Le colloque se fait dans le cadre d’une interrogation plus large, menée par le CRIHAM, qui a pour objet les modalités du contact établi par les voyageurs avec le pays qu’ils parcourent, ce qui conduit à s’interroger autant sur les conditions d’accueil que sur la capacité des voyageurs à s’adapter à « l’air du pays ». Plus concrètement, le colloque prend la suite d’une première rencontre scientifique organisée en décembre 2014 et consacrée aux « Médiateurs et instances de médiation dans l’histoire du voyage ». Dans ce colloque, il s’agissait d’étudier comment et à l’aide de quelles instances, les voyageurs parviennent à réduire, par avance ou en cours de route, les degrés de l’inconnu. Prendre pour objet d’analyse le voyage anonyme, c’est en quelque sorte inverser la perspective. Il s’agit de voir comment, par quels motifs et dans quelles circonstances le voyageur cherche à empêcher une pleine connaissance de son identité dans le pays qu’il parcourt. Naturellement, de telles analyses ne peuvent guère se faire sans une interrogation plus générale sur l’image que le voyageur tente de donner de lui-même – sur les stratégies du « self-fashioning », pour reprendre l’expression chère à Steven Greenblatt. Le colloque pourra donc prendre en considération non seulement la dissimulation d’identité au sens strict, certes au centre de l’interrogation, mais aussi d’autres formes d’une représentation sélective volontaire stimulée par le voyage. Phénomènes à analyser dans le contexte qui les produit, en étudiant autant les techniques employées (du travestissement jusqu’aux faux papiers) que les objectifs en jeu (de la protection de soi jusqu’à la fraude).
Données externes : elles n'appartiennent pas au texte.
//! The already-verified caller of an operation.

use crate::role::AccountRole;

/// Roles allowed to create users.
pub const PROVISIONERS: &[AccountRole] =
  &[AccountRole::DepartmentAdmin, AccountRole::SuperUser];

/// Roles allowed to delete users, assign department admins and edit the
/// catalog.
pub const SUPER_USERS: &[AccountRole] = &[AccountRole::SuperUser];

/// Account roles that only a super user may hand out.
pub const PRIVILEGED: &[AccountRole] =
  &[AccountRole::SuperUser, AccountRole::Admin, AccountRole::DepartmentAdmin];

/// The caller of an operation, as established by whatever front layer
/// verified its session. Nothing in this crate re-checks it.
#[derive(Debug, Clone, Default, PartialEq, Eq)]
pub struct Principal {
  /// External identity id of the caller, when known.
  pub subject: Option<String>,
  /// `None` when the claim is absent or not a known role.
  pub role:    Option<AccountRole>,
}

impl Principal {
  /// Build a principal from a raw role claim. Unknown claims yield no role.
  pub fn from_claim(subject: Option<String>, role_claim: Option<&str>) -> Self {
    Self {
      subject,
      role: role_claim.and_then(|r| r.trim().parse().ok()),
    }
  }

  pub fn has_any_role(&self, allowed: &[AccountRole]) -> bool {
    self.role.is_some_and(|r| allowed.contains(&r))
  }

  /// Whether this principal may create an account carrying `role`.
  pub fn may_grant(&self, role: AccountRole) -> bool {
    if PRIVILEGED.contains(&role) {
      self.has_any_role(SUPER_USERS)
    } else {
      self.has_any_role(PROVISIONERS)
    }
  }
}
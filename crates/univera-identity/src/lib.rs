//! Identity-system backends for Univera.
//!
//! - [`LocalIdentityProvider`] keeps accounts in its own SQLite file with
//!   argon2 password hashes. Suitable for development and single-node setups.
//! - [`HttpIdentityProvider`] talks to a hosted identity service over its
//!   backend REST API (Clerk-compatible `/users` endpoints).
//! - [`AnyIdentityProvider`] picks one of them at runtime from configuration.

mod any;
mod http;
mod local;

pub mod error;

pub use any::AnyIdentityProvider;
pub use error::{Error, Result};
pub use http::{HttpIdentityConfig, HttpIdentityProvider};
pub use local::LocalIdentityProvider;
Le colloque cherchera à aborder ces terrains d’analyse dans la perspective d’une anthropologie historique du voyage, en rendant compte de la diversité des situations et des lieux, depuis l’Antiquité jusqu’au XXe siècle, à travers les sources les plus variées, saisies en série ou permettant l’analyse de cas particuliers. De même, l’interrogation est ouverte à d’autres disciplines, des Lettres jusqu’à l’ethnologie.
Les langues du colloque sont le français et l’anglais.
Comité scientifique :
Rainer Babel (Deutsches Historisches Institut, Paris)
Gilles Bertrand (Université de Grenoble 2)
Jean Boutier (EHESS, Marseille)
Alicia Ruiz Gutierrez (Universidad de Cantabria)
Rita Mazzei (Università di Firenze)
Dominique Valérian (Université de Lyon 2)
Sylvain Venayre (Université de Grenoble 2)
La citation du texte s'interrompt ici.